(Stored data entries)

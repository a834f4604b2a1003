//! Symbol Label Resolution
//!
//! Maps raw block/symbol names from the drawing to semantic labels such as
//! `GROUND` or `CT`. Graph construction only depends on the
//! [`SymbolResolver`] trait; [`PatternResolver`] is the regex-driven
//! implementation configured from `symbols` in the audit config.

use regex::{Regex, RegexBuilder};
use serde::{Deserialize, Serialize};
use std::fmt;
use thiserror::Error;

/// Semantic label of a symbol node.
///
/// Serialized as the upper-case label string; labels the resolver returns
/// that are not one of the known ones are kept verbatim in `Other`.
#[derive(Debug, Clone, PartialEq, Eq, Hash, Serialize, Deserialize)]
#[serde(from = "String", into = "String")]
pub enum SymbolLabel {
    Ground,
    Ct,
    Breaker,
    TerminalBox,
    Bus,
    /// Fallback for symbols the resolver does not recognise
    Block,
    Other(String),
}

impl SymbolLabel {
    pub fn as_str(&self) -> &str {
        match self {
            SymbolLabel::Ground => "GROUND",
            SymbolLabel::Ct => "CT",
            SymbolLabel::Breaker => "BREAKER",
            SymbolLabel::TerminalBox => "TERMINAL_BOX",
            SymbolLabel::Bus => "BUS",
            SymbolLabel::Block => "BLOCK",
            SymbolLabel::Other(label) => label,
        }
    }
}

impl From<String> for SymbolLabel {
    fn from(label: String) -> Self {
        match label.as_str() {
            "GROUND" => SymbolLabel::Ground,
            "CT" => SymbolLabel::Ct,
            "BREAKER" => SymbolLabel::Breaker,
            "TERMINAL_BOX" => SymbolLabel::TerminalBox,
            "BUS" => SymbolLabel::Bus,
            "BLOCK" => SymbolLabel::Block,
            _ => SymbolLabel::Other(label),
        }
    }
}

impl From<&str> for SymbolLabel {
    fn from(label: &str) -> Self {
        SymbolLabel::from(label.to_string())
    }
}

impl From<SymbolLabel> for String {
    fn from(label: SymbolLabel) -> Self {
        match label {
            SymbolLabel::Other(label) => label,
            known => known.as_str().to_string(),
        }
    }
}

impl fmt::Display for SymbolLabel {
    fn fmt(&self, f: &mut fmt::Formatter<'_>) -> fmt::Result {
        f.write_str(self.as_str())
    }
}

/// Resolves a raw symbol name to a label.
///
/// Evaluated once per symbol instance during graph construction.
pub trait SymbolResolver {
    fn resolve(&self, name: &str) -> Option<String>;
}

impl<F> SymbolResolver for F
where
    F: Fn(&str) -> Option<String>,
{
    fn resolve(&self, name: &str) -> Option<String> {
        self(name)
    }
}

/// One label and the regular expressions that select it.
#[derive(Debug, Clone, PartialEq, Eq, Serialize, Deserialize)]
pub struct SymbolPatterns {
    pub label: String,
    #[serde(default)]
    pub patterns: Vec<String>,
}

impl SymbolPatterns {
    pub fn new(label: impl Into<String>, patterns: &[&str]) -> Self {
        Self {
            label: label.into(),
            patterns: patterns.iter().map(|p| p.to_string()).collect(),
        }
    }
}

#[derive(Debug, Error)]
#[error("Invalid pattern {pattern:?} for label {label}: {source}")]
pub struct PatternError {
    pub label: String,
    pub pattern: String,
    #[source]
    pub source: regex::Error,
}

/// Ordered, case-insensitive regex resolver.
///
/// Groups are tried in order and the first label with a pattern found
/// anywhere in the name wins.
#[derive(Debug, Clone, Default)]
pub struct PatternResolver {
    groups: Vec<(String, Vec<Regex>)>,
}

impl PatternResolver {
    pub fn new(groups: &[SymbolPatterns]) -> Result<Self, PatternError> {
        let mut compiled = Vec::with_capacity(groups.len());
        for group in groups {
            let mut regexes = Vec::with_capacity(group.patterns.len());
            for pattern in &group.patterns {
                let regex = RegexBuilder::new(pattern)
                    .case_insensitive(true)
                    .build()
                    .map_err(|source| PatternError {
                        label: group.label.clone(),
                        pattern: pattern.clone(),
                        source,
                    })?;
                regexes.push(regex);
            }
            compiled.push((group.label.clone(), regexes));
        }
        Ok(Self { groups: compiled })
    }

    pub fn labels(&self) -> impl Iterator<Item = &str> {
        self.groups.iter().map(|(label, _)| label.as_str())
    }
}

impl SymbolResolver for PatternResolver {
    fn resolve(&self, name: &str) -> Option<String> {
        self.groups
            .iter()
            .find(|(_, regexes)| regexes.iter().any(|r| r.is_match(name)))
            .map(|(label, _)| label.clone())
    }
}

(Exercise brief)
Return a copy of each line in the entries that carries the string "trait".

(Answer section)
//! [`SymbolResolver`] trait; [`PatternResolver`] is the regex-driven
pub trait SymbolResolver {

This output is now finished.